**ACTION ITEM:** Lines after the one containing "filter = tracing_subscriber::EnvFilter::try_from_default_env()" are to be omitted; print exactly each line from the start of the records up to and including it.

**Extracted data entries:**
________________________________________

use std::net::SocketAddr;

use anyhow::Context;
use tracing_subscriber::{layer::SubscriberExt, util::SubscriberInitExt};

use grocery_api::config::{LogFormat, ServerConfig};
use grocery_api::router::build_app_router;
use grocery_api::state::AppState;

#[tokio::main]
async fn main() -> anyhow::Result<()> {
    dotenvy::dotenv().ok();

    // --- Configuration ---
    let config = ServerConfig::from_env().context("Invalid server configuration")?;

    // --- Tracing ---
    init_tracing(config.log_format);
    tracing::info!(host = %config.host, port = %config.port, "Loaded server configuration");

    // --- Database ---
    let pool = grocery_db::create_pool(&config.database_url, config.db_max_connections)
        .await
        .context("Failed to connect to database")?;
    tracing::info!(
        max_connections = config.db_max_connections,
        "Database connection pool created"
    );

    grocery_db::health_check(&pool)
        .await
        .context("Database health check failed")?;
    tracing::info!("Database health check passed");

    grocery_db::run_migrations(&pool)
        .await
        .context("Failed to run database migrations")?;
    tracing::info!("Database migrations applied");

    // --- Router ---
    let state = AppState { pool: pool.clone() };
    let app = build_app_router(state, &config);

    // --- Start server ---
    let ip = config
        .host
        .parse()
        .with_context(|| format!("Invalid HOST address '{}'", config.host))?;
    let addr = SocketAddr::new(ip, config.port);
    tracing::info!(%addr, "Starting server");

    let listener = tokio::net::TcpListener::bind(addr)
        .await
        .with_context(|| format!("Failed to bind to {addr}"))?;

    axum::serve(listener, app)
        .with_graceful_shutdown(shutdown_signal())
        .await
        .context("Server error")?;

    // --- Post-shutdown cleanup ---
    tracing::info!("Server stopped accepting connections, closing database pool");
    pool.close().await;
    tracing::info!("Graceful shutdown complete");

    Ok(())
}

/// Install the global subscriber. `RUST_LOG` overrides the default filter.
fn init_tracing(format: LogFormat) {
    let filter = tracing_subscriber::EnvFilter::try_from_default_env()
        .unwrap_or_else(|_| "grocery_api=debug,tower_http=debug".into());
    let registry = tracing_subscriber::registry().with(filter);

    match format {
        LogFormat::Text => registry.with(tracing_subscriber::fmt::layer()).init(),
        LogFormat::Json => registry
            .with(tracing_subscriber::fmt::layer().json())
            .init(),
    }
}

/// Wait for a termination signal to initiate graceful shutdown.
///
/// Handles both SIGINT (Ctrl-C) and SIGTERM (on Unix) so the server
/// shuts down cleanly whether stopped interactively or by a process
/// manager.
async fn shutdown_signal() {
    let ctrl_c = async {
        if let Err(e) = tokio::signal::ctrl_c().await {
            tracing::error!(error = %e, "Failed to listen for Ctrl-C");
            std::future::pending::<()>().await;
        }
    };

    #[cfg(unix)]
    let terminate = async {
        match tokio::signal::unix::signal(tokio::signal::unix::SignalKind::terminate()) {
            Ok(mut signal) => {
                signal.recv().await;
            }
            Err(e) => {
                tracing::error!(error = %e, "Failed to install SIGTERM handler");
                std::future::pending::<()>().await;
            }
        }
    };

    #[cfg(not(unix))]
    let terminate = std::future::pending::<()>();

    tokio::select! {
        () = ctrl_c => {
            tracing::info!("Received SIGINT (Ctrl-C), starting graceful shutdown");
        }
        () = terminate => {
            tracing::info!("Received SIGTERM, starting graceful shutdown");
        }
    }
}
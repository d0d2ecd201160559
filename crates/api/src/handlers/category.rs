//! Handlers for categories.

use grocery_core::error::CoreError;
use grocery_core::schema::{CreateCategoryInput, DeleteInput, GetByIdInput, UpdateCategoryInput};
use grocery_db::models::category::Category;
use grocery_db::repositories::CategoryRepo;
use sqlx::PgPool;

use crate::error::{AppError, AppResult};
use crate::response::SuccessResponse;

/// createCategory
pub async fn create_category(pool: &PgPool, input: CreateCategoryInput) -> AppResult<Category> {
    let category = CategoryRepo::create(pool, &input.name).await?;
    tracing::info!(category_id = category.id, "Category created");
    Ok(category)
}

/// getCategories
pub async fn list_categories(pool: &PgPool) -> AppResult<Vec<Category>> {
    Ok(CategoryRepo::list(pool).await?)
}

/// getCategoryById
pub async fn get_category_by_id(pool: &PgPool, input: GetByIdInput) -> AppResult<Category> {
    CategoryRepo::find_by_id(pool, input.id)
        .await?
        .ok_or(AppError::Core(CoreError::NotFound {
            entity: "Category",
            id: input.id,
        }))
}

/// updateCategory
///
/// Replaces the name of an existing category; never creates one.
pub async fn update_category(pool: &PgPool, input: UpdateCategoryInput) -> AppResult<Category> {
    let category = CategoryRepo::update(pool, input.id, &input.name)
        .await?
        .ok_or(AppError::Core(CoreError::NotFound {
            entity: "Category",
            id: input.id,
        }))?;
    tracing::info!(category_id = category.id, "Category updated");
    Ok(category)
}

/// deleteCategory
///
/// Succeeds whether or not the category existed. Items that reference it
/// are not touched.
pub async fn delete_category(pool: &PgPool, input: DeleteInput) -> AppResult<SuccessResponse> {
    let deleted = CategoryRepo::delete(pool, input.id).await?;
    tracing::info!(category_id = input.id, deleted, "Category delete requested");
    Ok(SuccessResponse::OK)
}
//! Shared application router builder.
//!
//! Provides [`build_app_router`] so both the production binary (`main.rs`)
//! and integration tests (`tests/common/mod.rs`) use the exact same middleware
//! stack.

use std::time::Duration;

use axum::http::header::CONTENT_TYPE;
use axum::http::{HeaderName, Method, StatusCode};
use axum::Router;
use tower_http::catch_panic::CatchPanicLayer;
use tower_http::cors::CorsLayer;
use tower_http::request_id::{MakeRequestUuid, PropagateRequestIdLayer, SetRequestIdLayer};
use tower_http::timeout::TimeoutLayer;
use tower_http::trace::{DefaultMakeSpan, DefaultOnResponse, TraceLayer};
use tracing::Level;

use crate::config::ServerConfig;
use crate::routes;
use crate::state::AppState;

/// Build the full application [`Router`] with all middleware layers.
///
/// The middleware stack is applied bottom-up:
///
/// 1. CORS
/// 2. Set request ID on incoming requests
/// 3. Structured request/response tracing
/// 4. Propagate request ID to response
/// 5. Request timeout
/// 6. Panic recovery (catch panics, return 500)
pub fn build_app_router(state: AppState, config: &ServerConfig) -> Router {
    let cors = build_cors_layer(config);
    let request_id_header = HeaderName::from_static("x-request-id");

    Router::new()
        .merge(routes::health::router())
        .merge(routes::rpc::router())
        // -- Middleware stack (applied bottom-up) --
        .layer(CatchPanicLayer::new())
        .layer(TimeoutLayer::with_status_code(
            StatusCode::REQUEST_TIMEOUT,
            Duration::from_secs(config.request_timeout_secs),
        ))
        .layer(PropagateRequestIdLayer::new(request_id_header.clone()))
        .layer(
            TraceLayer::new_for_http()
                .make_span_with(DefaultMakeSpan::new().level(Level::INFO))
                .on_response(DefaultOnResponse::new().level(Level::INFO)),
        )
        .layer(SetRequestIdLayer::new(request_id_header, MakeRequestUuid))
        .layer(cors)
        .with_state(state)
}

/// Build the CORS middleware layer from server configuration.
///
/// Origins were already parsed when the configuration was loaded.
pub fn build_cors_layer(config: &ServerConfig) -> CorsLayer {
    CorsLayer::new()
        .allow_origin(config.cors_origins.clone())
        .allow_methods([Method::GET, Method::POST])
        .allow_headers([CONTENT_TYPE])
        .max_age(Duration::from_secs(3600))
}
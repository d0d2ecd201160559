pub mod health;
pub mod rpc;
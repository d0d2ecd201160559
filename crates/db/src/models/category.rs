//! Category model.

use grocery_core::types::{DbId, Timestamp};
use serde::{Deserialize, Serialize};
use sqlx::FromRow;

/// A row from the `categories` table.
#[derive(Debug, Clone, PartialEq, Serialize, Deserialize, FromRow)]
pub struct Category {
    pub id: DbId,
    pub name: String,
    pub created_at: Timestamp,
}
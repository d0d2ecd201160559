use crate::types::DbId;

#[derive(Debug, thiserror::Error)]
pub enum CoreError {
    #[error("{entity} with id {id} not found")]
    NotFound { entity: &'static str, id: DbId },

    #[error("Validation failed: {0}")]
    Validation(String),

    #[error("Constraint violation: {0}")]
    ConstraintViolation(String),

    #[error("Internal error: {0}")]
    Internal(String),
}
//! Handlers for grocery items.

use grocery_core::error::CoreError;
use grocery_core::schema::{
    CreateGroceryItemInput, DeleteInput, GetByIdInput, UpdateGroceryItemInput,
};
use grocery_core::types::DbId;
use grocery_db::models::grocery_item::{GroceryItem, UpdateGroceryItem};
use grocery_db::repositories::GroceryItemRepo;
use sqlx::PgPool;

use crate::error::{AppError, AppResult};
use crate::response::SuccessResponse;

/// createGroceryItem
///
/// Fails with [`CoreError::ConstraintViolation`] when `category_id` does
/// not name an existing category; nothing is written in that case.
pub async fn create_grocery_item(
    pool: &PgPool,
    input: CreateGroceryItemInput,
) -> AppResult<GroceryItem> {
    let item = GroceryItemRepo::create(pool, &input.name, input.category_id)
        .await
        .map_err(|err| category_reference_error(err, input.category_id))?;
    tracing::info!(
        item_id = item.id,
        category_id = item.category_id,
        "Grocery item created"
    );
    Ok(item)
}

/// getGroceryItems
pub async fn list_grocery_items(pool: &PgPool) -> AppResult<Vec<GroceryItem>> {
    Ok(GroceryItemRepo::list(pool).await?)
}

/// getGroceryItemById
pub async fn get_grocery_item_by_id(pool: &PgPool, input: GetByIdInput) -> AppResult<GroceryItem> {
    GroceryItemRepo::find_by_id(pool, input.id)
        .await?
        .ok_or(AppError::Core(CoreError::NotFound {
            entity: "GroceryItem",
            id: input.id,
        }))
}

/// updateGroceryItem
///
/// Writes only the fields present in `input`. An input naming no field
/// issues no write and returns the stored row.
pub async fn update_grocery_item(
    pool: &PgPool,
    input: UpdateGroceryItemInput,
) -> AppResult<GroceryItem> {
    if input.is_empty() {
        tracing::debug!(item_id = input.id, "Grocery item update names no fields");
        return get_grocery_item_by_id(pool, GetByIdInput { id: input.id }).await;
    }

    let id = input.id;
    let category_id = input.category_id;
    let patch = UpdateGroceryItem {
        name: input.name,
        category_id: input.category_id,
        purchased: input.purchased,
    };

    let item = GroceryItemRepo::update(pool, id, &patch)
        .await
        .map_err(|err| match category_id {
            Some(category_id) => category_reference_error(err, category_id),
            None => err.into(),
        })?
        .ok_or(AppError::Core(CoreError::NotFound {
            entity: "GroceryItem",
            id,
        }))?;

    tracing::info!(
        item_id = item.id,
        purchased = item.purchased,
        "Grocery item updated"
    );
    Ok(item)
}

/// deleteGroceryItem
///
/// Succeeds whether or not the item existed.
pub async fn delete_grocery_item(pool: &PgPool, input: DeleteInput) -> AppResult<SuccessResponse> {
    let deleted = GroceryItemRepo::delete(pool, input.id).await?;
    tracing::info!(item_id = input.id, deleted, "Grocery item delete requested");
    Ok(SuccessResponse::OK)
}

/// Turn a foreign key violation on `category_id` into a domain error.
fn category_reference_error(err: sqlx::Error, category_id: DbId) -> AppError {
    if grocery_db::is_foreign_key_violation(&err) {
        CoreError::ConstraintViolation(format!("Category with id {category_id} does not exist"))
            .into()
    } else {
        err.into()
    }
}
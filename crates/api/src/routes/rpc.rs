//! HTTP transport for the procedure registry.
//!
//! ```text
//! GET  /rpc/{procedure}?input=<json>   -> queries only
//! POST /rpc/{procedure}                -> any procedure, JSON body as input
//! ```

use axum::body::Bytes;
use axum::extract::rejection::QueryRejection;
use axum::extract::{Path, Query, State};
use axum::routing::get;
use axum::{Json, Router};
use grocery_core::error::CoreError;
use serde::Deserialize;
use serde_json::Value;

use crate::error::{AppError, AppResult};
use crate::response::DataResponse;
use crate::rpc::{self, Procedure, ProcedureKind};
use crate::state::AppState;

/// Query string accepted on GET calls.
#[derive(Debug, Deserialize)]
pub struct RpcQueryParams {
    /// URL-encoded JSON input.
    pub input: Option<String>,
}

/// GET /rpc/{procedure}
async fn call_query(
    State(state): State<AppState>,
    Path(name): Path<String>,
    params: Result<Query<RpcQueryParams>, QueryRejection>,
) -> AppResult<Json<DataResponse<Value>>> {
    let procedure: Procedure = name.parse()?;
    if procedure.kind() == ProcedureKind::Mutation {
        return Err(AppError::MethodNotAllowed(procedure.name()));
    }
    let Query(params) =
        params.map_err(|rejection| CoreError::Validation(rejection.body_text()))?;

    let input = params.input.as_deref().map(decode_input).transpose()?;
    let data = rpc::dispatch(&state.pool, procedure, input).await?;
    Ok(Json(DataResponse { data }))
}

/// POST /rpc/{procedure}
async fn call_any(
    State(state): State<AppState>,
    Path(name): Path<String>,
    body: Bytes,
) -> AppResult<Json<DataResponse<Value>>> {
    let procedure: Procedure = name.parse()?;

    let input = if body.iter().all(u8::is_ascii_whitespace) {
        None
    } else {
        Some(decode_input(&body)?)
    };
    let data = rpc::dispatch(&state.pool, procedure, input).await?;
    Ok(Json(DataResponse { data }))
}

fn decode_input(raw: impl AsRef<[u8]>) -> Result<Value, CoreError> {
    serde_json::from_slice(raw.as_ref())
        .map_err(|e| CoreError::Validation(format!("Malformed JSON input: {e}")))
}

/// Procedure routes, mounted at the root.
pub fn router() -> Router<AppState> {
    Router::new().route("/rpc/{procedure}", get(call_query).post(call_any))
}
//! Integration tests for the health check endpoint and general HTTP behaviour.

mod common;

use axum::http::StatusCode;
use common::{body_json, get};
use sqlx::PgPool;

#[sqlx::test(migrations = "../../db/migrations")]
async fn health_check_returns_ok_with_json(pool: PgPool) {
    let app = common::build_test_app(pool);
    let response = get(app, "/health").await;

    assert_eq!(response.status(), StatusCode::OK);

    let json = body_json(response).await;
    assert_eq!(json["status"], "ok");
    assert!(json["version"].is_string());
    assert_eq!(json["db_healthy"], true);
    let timestamp = json["timestamp"].as_str().unwrap();
    assert!(chrono::DateTime::parse_from_rfc3339(timestamp).is_ok());
}

#[sqlx::test(migrations = "../../db/migrations")]
async fn health_check_reports_degraded_when_pool_is_closed(pool: PgPool) {
    pool.close().await;
    let app = common::build_test_app(pool);
    let response = get(app, "/health").await;

    assert_eq!(response.status(), StatusCode::OK);

    let json = body_json(response).await;
    assert_eq!(json["status"], "degraded");
    assert_eq!(json["db_healthy"], false);
    assert!(json["timestamp"].is_string());
}

#[sqlx::test(migrations = "../../db/migrations")]
async fn unknown_route_returns_404(pool: PgPool) {
    let app = common::build_test_app(pool);
    let response = get(app, "/this-route-does-not-exist").await;

    assert_eq!(response.status(), StatusCode::NOT_FOUND);
}
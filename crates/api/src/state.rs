/// Shared application state available to all Axum handlers via `State<AppState>`.
///
/// Cheaply cloneable: the pool is reference-counted internally. Procedure
/// handlers receive `&state.pool` explicitly and hold nothing else.
#[derive(Clone)]
pub struct AppState {
    /// Database connection pool.
    pub pool: grocery_db::DbPool,
}
//! Repository layer.
//!
//! Each repository is a zero-sized struct providing async CRUD methods
//! that accept `&PgPool` as the first argument.

pub mod category_repo;
pub mod grocery_item_repo;

pub use category_repo::CategoryRepo;
pub use grocery_item_repo::GroceryItemRepo;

________________________________________

**WRITTEN ANSWER:**
use std::net::SocketAddr;

use anyhow::Context;
use tracing_subscriber::{layer::SubscriberExt, util::SubscriberInitExt};

use grocery_api::config::{LogFormat, ServerConfig};
use grocery_api::router::build_app_router;
use grocery_api::state::AppState;

#[tokio::main]
async fn main() -> anyhow::Result<()> {
    dotenvy::dotenv().ok();

    // --- Configuration ---
    let config = ServerConfig::from_env().context("Invalid server configuration")?;

    // --- Tracing ---
    init_tracing(config.log_format);
    tracing::info!(host = %config.host, port = %config.port, "Loaded server configuration");

    // --- Database ---
    let pool = grocery_db::create_pool(&config.database_url, config.db_max_connections)
        .await
        .context("Failed to connect to database")?;
    tracing::info!(
        max_connections = config.db_max_connections,
        "Database connection pool created"
    );

    grocery_db::health_check(&pool)
        .await
        .context("Database health check failed")?;
    tracing::info!("Database health check passed");

    grocery_db::run_migrations(&pool)
        .await
        .context("Failed to run database migrations")?;
    tracing::info!("Database migrations applied");

    // --- Router ---
    let state = AppState { pool: pool.clone() };
    let app = build_app_router(state, &config);

    // --- Start server ---
    let ip = config
        .host
        .parse()
        .with_context(|| format!("Invalid HOST address '{}'", config.host))?;
    let addr = SocketAddr::new(ip, config.port);
    tracing::info!(%addr, "Starting server");

    let listener = tokio::net::TcpListener::bind(addr)
        .await
        .with_context(|| format!("Failed to bind to {addr}"))?;

    axum::serve(listener, app)
        .with_graceful_shutdown(shutdown_signal())
        .await
        .context("Server error")?;

    // --- Post-shutdown cleanup ---
    tracing::info!("Server stopped accepting connections, closing database pool");
    pool.close().await;
    tracing::info!("Graceful shutdown complete");

    Ok(())
}

/// Install the global subscriber. `RUST_LOG` overrides the default filter.
fn init_tracing(format: LogFormat) {
    let filter = tracing_subscriber::EnvFilter::try_from_default_env()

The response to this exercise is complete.